[WIP] Reflection on Org Structure & Reorganizations

11 min readApr 25, 2024

One of the key responsibilities of an org leader is to architect their orgs, it is one of the most challenging jobs on earth and is critical to the long term health of an organization. When you talk to someone about reorg, you would normally hear complaints — “uhh, another reorg!” In this blog post, I’d like to share some of my observations & thoughts towards org structure & reorgs.

Observations & Thoughts

There is no perfect org structure

The rationale behind organization / management is to scale out the same tribal knowledges across many individuals. Without a structure, tribes can rarely go beyond 150 individuals . One big invention of human society is company and management science to scale out the group close to a huge size (though after some threshold, it still tends to implode). However, as systems (either human or distributed systems) scale out, there is a cost associated with that.

In some sense, all org structures are inefficient, the most effective way to organize a company is to have a singularity mind that is connected to every employee with zero management. Unfortunately such individual or super intelligence doesn’t exist yet. CEO only has 24 hours a day, so they have to prioritize their time on the most critical things to work on and delegate some of their responsibilities out to the management team. The effectiveness of the CEO is practically how well the CEO can lead the company towards a shared objective.

Now we know organization itself is a compromise, the objective of organizing a team is to find an relatively optimal org structure that minimizes the communication loss between the CEOs and individuals. Since it is an approximation, there is usually NO one single representation of this (like you can approximate an observation via multiple ways, linear regressions, neural nets, etc, but there is no one best approach). There is usually no single best org structure for a company, it is a high dimensional linear programming problem, and our job is to find the best approximation .

Understand the challenges first before actions.

The associated cost of an reorganization is empirically 3–6 months of productivity, it is not wise to reorg because you want to pursue an ideal theoretical organization structure. You usually only want to do it when it is trending a top issue for the team and many leads in the team started to miff about it, tho not too late when it is becoming a top issue on everyone’s mind or when it starts to hurt the morale and team productivity badly.

From the previous section about “No perfect org structure”, we understand it is a fairly challenging problem to build a proper organization, and there are many problems to be solved. Now we need to find out what problems to be prioritized.
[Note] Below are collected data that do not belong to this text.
//! Serial port enumeration for descriptor discovery.
//!
//! Lists the ports the system reports and suggests a connection descriptor
//! for each, ready to be passed to `learn`.

use serde::Serialize;
use tracing::debug;

/// One serial port as reported by the system.
#[derive(Debug, Clone, PartialEq, Eq, Serialize)]
#[serde(rename_all = "camelCase")]
pub struct PortInfo {
    pub name: String,
    pub port_type: &'static str,
    #[serde(skip_serializing_if = "Option::is_none")]
    pub vid: Option<u16>,
    #[serde(skip_serializing_if = "Option::is_none")]
    pub pid: Option<u16>,
    #[serde(skip_serializing_if = "Option::is_none")]
    pub manufacturer: Option<String>,
    #[serde(skip_serializing_if = "Option::is_none")]
    pub product: Option<String>,
    /// Descriptor for `learn`, e.g. `com,3`.
    pub descriptor: String,
}

/// `COM3` style names map to `com,3`; anything else is used as the port path.
pub fn suggest_descriptor(port_name: &str) -> String {
    let number = port_name
        .get(..3)
        .filter(|p| p.eq_ignore_ascii_case("com"))
        .map(|_| &port_name[3..])
        .filter(|n| !n.is_empty() && n.chars().all(|c| c.is_ascii_digit()));
    match number {
        Some(n) => format!("com,{n}"),
        None => format!("com,{port_name}"),
    }
}

impl PortInfo {
    fn from_serialport(port: serialport::SerialPortInfo) -> Self {
        let descriptor = suggest_descriptor(&port.port_name);
        let mut info = Self {
            name: port.port_name,
            port_type: "unknown",
            vid: None,
            pid: None,
            manufacturer: None,
            product: None,
            descriptor,
        };
        match port.port_type {
            serialport::SerialPortType::UsbPort(usb) => {
                info.port_type = "usb";
                info.vid = Some(usb.vid);
                info.pid = Some(usb.pid);
                info.manufacturer = usb.manufacturer;
                info.product = usb.product;
            }
            serialport::SerialPortType::BluetoothPort => info.port_type = "bluetooth",
            serialport::SerialPortType::PciPort => info.port_type = "pci",
            serialport::SerialPortType::Unknown => {}
        }
        info
    }
}

/// List available serial ports on this system.
pub fn list_ports() -> Result<Vec<PortInfo>, String> {
    let ports =
        serialport::available_ports().map_err(|e| format!("Failed to list ports: {e}"))?;
    debug!(count = ports.len(), "Serial ports enumerated");
    Ok(ports.into_iter().map(PortInfo::from_serialport).collect())
}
Similar as the guidance mentioned in Good Strategy, Bad Strategy. The pre-req to action is to deeply understand the problem, applying the organizations’ guiding principles, and then align the actions with guiding principles to solve the problem. As there is no perfect solution to organization structure, it will be incredibly useful to think through the acute problems that impact the team productivity, write down the pros and cons of various choices, then use the team’s values to decide which one to go with.

Talent matters

An organization is built by people and built for people. The first dimension is talent and this really matters. One management principle I repeated heard from one of my previous managers was:

As a manager, your №1 job is always to fix people issues, since it is not other’s jobs. If you don’t do that, nobody will.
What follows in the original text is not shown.